Required work: Go to the line that contains "Some(v) if !v.trim().is_empty()" and transcribe from there to the end of the entries, that line and the last one included.

═════ Record excerpts ═════

//! Configuration handling
//!
//! Values come from an optional TOML file, then from the environment (a `.env`
//! file is loaded first), then from the command line. The result is resolved
//! once into an immutable [`MigrationConfig`].
use std::{fmt, fs::read_to_string, path::PathBuf, time::Duration};

use home::home_dir;
use serde::{Deserialize, Serialize};

use crate::{
    cli::GitlabToGithubCli,
    errors::{MigratorError, MigratorErrorKind},
    github::config::GithubConfig,
    gitlab::config::GitlabConfig,
};

/// Default pause after each migrated issue or merge request
pub const DEFAULT_ITEM_DELAY: Duration = Duration::from_millis(100);

/// Migration section of the configuration file
#[derive(Deserialize, Serialize, Default, Debug, Clone, PartialEq, Eq)]
pub struct MigrationToggles {
    /// Migrate issues
    pub issues: Option<bool>,

    /// Migrate merge requests
    pub merge_requests: Option<bool>,

    /// Migrate labels
    pub labels: Option<bool>,

    /// Migrate milestones
    pub milestones: Option<bool>,

    /// Create every repository as private
    pub force_private: Option<bool>,

    /// Pause after each issue or merge request, in milliseconds
    pub item_delay_ms: Option<u64>,
}

/// Raw configuration data, every field optional
#[derive(Deserialize, Serialize, Default, Clone, Debug, PartialEq, Eq)]
pub struct ConfigData {
    /// Gitlab configuration
    pub gitlab: Option<GitlabConfig>,

    /// Github configuration
    pub github: Option<GithubConfig>,

    /// Migration toggles
    pub migration: Option<MigrationToggles>,
}

impl ConfigData {
    /// Read the configuration file.
    /// An explicit path must exist, the default path is optional.
    /// # Errors
    /// Error if the file can't be read or parsed
    pub fn load(path: Option<&str>) -> Result<Self, MigratorError> {
        let config_path = match path {
            Some(p) => PathBuf::from(p),
            None => match Self::default_path() {
                Some(p) if p.exists() => p,
                _ => return Ok(Self::default()),
            },
        };
        let contents = read_to_string(&config_path).map_err(|e| {
            MigratorError::new(MigratorErrorKind::Configuration)
                .with_text(&format!("Unable to open {}", config_path.display()))
                .with_source(e)
        })?;
        Ok(toml::from_str(&contents)?)
    }

    /// Default path of the configuration file
    pub fn default_path() -> Option<PathBuf> {
        match home_dir() {
            Some(path) if !path.as_os_str().is_empty() => Some(
                path.join(".config")
                    .join(".gitlab2github")
                    .join("config.toml"),
            ),
            _ => None,
        }
    }

    /// Override values with the environment, empty values are ignored
    pub fn merge_env<F>(&mut self, lookup: F)
    where
        F: Fn(&str) -> Option<String>,
    {
        let var = |name: &str| lookup(name).filter(|v| !v.trim().is_empty());
        let flag = |name: &str| var(name).map(|v| v.trim().eq_ignore_ascii_case("true"));

        let gitlab = self.gitlab.get_or_insert_with(Default::default);
        if let Some(v) = var("GITLAB_URL") {
            gitlab.url = Some(v);
        }
        if let Some(v) = var("GITLAB_TOKEN") {
            gitlab.token = Some(v);
        }
        if let Some(v) = var("GITLAB_GROUP_ID") {
            gitlab.group_id = Some(v);
        }

        let github = self.github.get_or_insert_with(Default::default);
        if let Some(v) = var("GITHUB_TOKEN") {
            github.token = Some(v);
        }
        if let Some(v) = var("GITHUB_ORG") {
            github.org = Some(v);
        }

        let migration = self.migration.get_or_insert_with(Default::default);
        if let Some(v) = flag("MIGRATE_ISSUES") {
            migration.issues = Some(v);
        }
        if let Some(v) = flag("MIGRATE_MERGE_REQUESTS") {
            migration.merge_requests = Some(v);
        }
        if let Some(v) = flag("MIGRATE_LABELS") {
            migration.labels = Some(v);
        }
        if let Some(v) = flag("MIGRATE_MILESTONES") {
            migration.milestones = Some(v);
        }
        if let Some(v) = flag("FORCE_PRIVATE") {
            migration.force_private = Some(v);
        }
        if let Some(v) = var("MIGRATION_ITEM_DELAY_MS").and_then(|v| v.trim().parse().ok()) {
            migration.item_delay_ms = Some(v);
        }
    }
}

/// Resolved configuration, read-only once built
#[derive(Clone, PartialEq, Eq)]
pub struct MigrationConfig {
    /// Gitlab instance URL
    pub gitlab_url: String,

    /// Gitlab token
    pub gitlab_token: String,

    /// Gitlab group to migrate
    pub gitlab_group_id: String,

    /// Github token
    pub github_token: String,

    /// Github organization receiving the repositories
    pub github_org: String,

    /// Migrate issues
    pub migrate_issues: bool,

    /// Migrate merge requests
    pub migrate_merge_requests: bool,

    /// Migrate labels
    pub migrate_labels: bool,

    /// Migrate milestones
    pub migrate_milestones: bool,

    /// Only migrate this repository
    pub target_repo: Option<String>,

    /// Create every repository as private
    pub force_private: bool,

    /// Pause after each issue or merge request
    pub item_delay: Duration,
}

impl fmt::Debug for MigrationConfig {
    fn fmt(&self, f: &mut fmt::Formatter<'_>) -> fmt::Result {
        f.debug_struct("MigrationConfig")
            .field("gitlab_url", &self.gitlab_url)
            .field("gitlab_group_id", &self.gitlab_group_id)
            .field("github_org", &self.github_org)
            .field("migrate_issues", &self.migrate_issues)
            .field("migrate_merge_requests", &self.migrate_merge_requests)
            .field("migrate_labels", &self.migrate_labels)
            .field("migrate_milestones", &self.migrate_milestones)
            .field("target_repo", &self.target_repo)
            .field("force_private", &self.force_private)
            .field("item_delay", &self.item_delay)
            .finish_non_exhaustive()
    }
}

impl MigrationConfig {
    /// Build the configuration from the file, the environment and the command line
    /// # Errors
    /// Error if the file is invalid or a required value is missing
    pub fn try_new(cli_args: &GitlabToGithubCli) -> Result<Self, MigratorError> {
        dotenv::dotenv().ok();
        let mut data = ConfigData::load(cli_args.config.as_deref())?;
        data.merge_env(|name| std::env::var(name).ok());
        Self::resolve(data, cli_args)
    }

    /// Resolve raw data and command line flags into a configuration
    /// # Errors
    /// Error naming the first required value that is missing
    pub fn resolve(data: ConfigData, cli_args: &GitlabToGithubCli) -> Result<Self, MigratorError> {
        let gitlab = data.gitlab.unwrap_or_default();
        let github = data.github.unwrap_or_default();
        let migration = data.migration.unwrap_or_default();
        Ok(MigrationConfig {
            gitlab_url: required(gitlab.url, "GITLAB_URL")?
                .trim_end_matches('/')
                .to_string(),
            gitlab_token: required(gitlab.token, "GITLAB_TOKEN")?,
            gitlab_group_id: required(gitlab.group_id, "GITLAB_GROUP_ID")?,
            github_token: required(github.token, "GITHUB_TOKEN")?,
            github_org: required(github.org, "GITHUB_ORG")?,
            migrate_issues: migration.issues.unwrap_or(true),
            migrate_merge_requests: migration.merge_requests.unwrap_or(true),
            migrate_labels: migration.labels.unwrap_or(true),
            migrate_milestones: migration.milestones.unwrap_or(true),
            target_repo: cli_args.repo.clone(),
            force_private: cli_args.force_private || migration.force_private.unwrap_or(false),
            item_delay: migration
                .item_delay_ms
                .map(Duration::from_millis)
                .unwrap_or(DEFAULT_ITEM_DELAY),
        })
    }
}

/// Value of a required setting
fn required(value: Option<String>, name: &str) -> Result<String, MigratorError> {
    match value {
        Some(v) if !v.trim().is_empty() => Ok(v),
        _ => Err(MigratorError::new(MigratorErrorKind::Configuration).with_text(&format!(
            "Required setting {name} is not set (see env.example to create a .env file)"
        ))),
    }
}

═════

Result for this exercise:
        Some(v) if !v.trim().is_empty() => Ok(v),
        _ => Err(MigratorError::new(MigratorErrorKind::Configuration).with_text(&format!(
            "Required setting {name} is not set (see env.example to create a .env file)"
        ))),
    }
}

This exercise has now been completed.